Data are limited regarding the safety of and antibody response to the BNT162b2 severe acute respiratory syndrome coronavirus 2 (SARS-CoV-2) messenger ribonucleic acid vaccine in adolescents and young adults with underlying disease.This prospective observational study enrolled patients age 12-25 years with chronic underlying disease who received 2 doses of BNT162b2. A 18-item questionnaire was used to assess adverse events within 7 days post-vaccination, and data regarding severe adverse events were collected from electronic medical records.

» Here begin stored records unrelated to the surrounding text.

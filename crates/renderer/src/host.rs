//! Seams to the embedding host: the container the surface lives in and the
//! per-frame callback facility.

use std::cell::RefCell;
use std::rc::Rc;

use winit::dpi::LogicalSize;

use crate::types::SurfaceId;

/// The element a session renders into.
pub trait SurfaceContainer {
    /// Displayed size in logical (CSS) pixels.
    fn logical_size(&self) -> LogicalSize<f64>;

    /// Whether the container is part of a live, visible tree.
    fn is_attached(&self) -> bool;

    fn append_surface(&mut self, surface: SurfaceId);

    /// Removes `surface` if it is still a child; returns whether it was.
    fn remove_surface(&mut self, surface: SurfaceId) -> bool;

    fn contains(&self, surface: SurfaceId) -> bool;

    /// Starts or stops delivery of size/visibility observations for this
    /// container.
    fn set_observed(&mut self, observed: bool);
}

/// In-memory container with a settable size.
#[derive(Debug, Clone)]
pub struct StaticContainer {
    size: LogicalSize<f64>,
    attached: bool,
    observed: bool,
    children: Vec<SurfaceId>,
}

impl StaticContainer {
    pub fn new(width: f64, height: f64) -> Self {
        Self {
            size: LogicalSize::new(width, height),
            attached: true,
            observed: false,
            children: Vec::new(),
        }
    }

    /// A container that is not part of any tree.
    pub fn detached(width: f64, height: f64) -> Self {
        Self {
            attached: false,
            ..Self::new(width, height)
        }
    }

    pub fn set_size(&mut self, width: f64, height: f64) {
        self.size = LogicalSize::new(width, height);
    }

    pub fn is_observed(&self) -> bool {
        self.observed
    }

    pub fn children(&self) -> &[SurfaceId] {
        &self.children
    }
}

impl SurfaceContainer for StaticContainer {
    fn logical_size(&self) -> LogicalSize<f64> {
        self.size
    }

    fn is_attached(&self) -> bool {
        self.attached
    }

    fn append_surface(&mut self, surface: SurfaceId) {
        if !self.children.contains(&surface) {
            self.children.push(surface);
        }
    }

    fn remove_surface(&mut self, surface: SurfaceId) -> bool {
        let before = self.children.len();
        self.children.retain(|child| *child != surface);
        self.children.len() != before
    }

    fn contains(&self, surface: SurfaceId) -> bool {
        self.children.contains(&surface)
    }

    fn set_observed(&mut self, observed: bool) {
        self.observed = observed;
    }
}

/// Handle for one scheduled frame callback.
#[derive(Debug, Clone, Copy, PartialEq, Eq, Hash)]
pub struct FrameToken(u64);

impl FrameToken {
    pub fn get(self) -> u64 {
        self.0
    }
}

/// The host's "call me before the next repaint" facility.
pub trait FrameScheduler {
    fn request_frame(&mut self) -> FrameToken;

    /// Cancels a pending request. Unknown or already delivered tokens are
    /// ignored.
    fn cancel_frame(&mut self, token: FrameToken);
}

#[derive(Debug, Default)]
struct QueueState {
    next: u64,
    pending: Option<FrameToken>,
    requested: u64,
    cancelled: u64,
}

/// Single-slot frame scheduler shared between a session and its host.
///
/// The session requests frames through its clone; the host drains the
/// pending token with [`FrameQueue::take_pending`] and hands it back to
/// `RenderSession::on_frame`.
#[derive(Debug, Clone, Default)]
pub struct FrameQueue {
    state: Rc<RefCell<QueueState>>,
}

impl FrameQueue {
    pub fn new() -> Self {
        Self::default()
    }

    pub fn take_pending(&self) -> Option<FrameToken> {
        self.state.borrow_mut().pending.take()
    }

    pub fn pending(&self) -> Option<FrameToken> {
        self.state.borrow().pending
    }

    pub fn requested(&self) -> u64 {
        self.state.borrow().requested
    }

    pub fn cancelled(&self) -> u64 {
        self.state.borrow().cancelled
    }
}

impl FrameScheduler for FrameQueue {
    fn request_frame(&mut self) -> FrameToken {
        let mut state = self.state.borrow_mut();
        state.next += 1;
        state.requested += 1;
        let token = FrameToken(state.next);
        state.pending = Some(token);
        token
    }

    fn cancel_frame(&mut self, token: FrameToken) {
        let mut state = self.state.borrow_mut();
        if state.pending == Some(token) {
            state.pending = None;
            state.cancelled += 1;
        }
    }
}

An antibody titer for the receptor-binding domain of the spike protein in SARS-CoV-2 was used to assess antibody response after the second vaccine dose.Study participants were 429 patients (241 [56.2%] age 12-15 years; 188 [43.8%] age 16-25 years). The most common underlying diseases were genetic or chromosomal abnormalities and/or congenital anomalies, followed by endocrine or metabolic diseases; 32% of participants were immunocompromised. Severe adverse events were observed after the second dose in 1 (0.4%) patient age 12-15 years and in 2 (1.1%) patients age 16-25 years; all patients recovered. Seropositivity after the second vaccine dose was 99.0%. The geometric mean antibody titer was higher in patients age 12-15 years versus 16-25 years (1603.3 [1321.8-1944.7] U/mL vs. 949.4 [744.2-1211.0] U/mL). Compared with immunocompetent patients, immunocompromised patients had a lower antibody titer (2106.8 [1917.5-2314.7] U/mL vs. 467.9 [324.4-674.8] U/mL).Vaccination with BNT162b2 was acceptably safe and immunogenic for adolescents and young adults with underlying disease.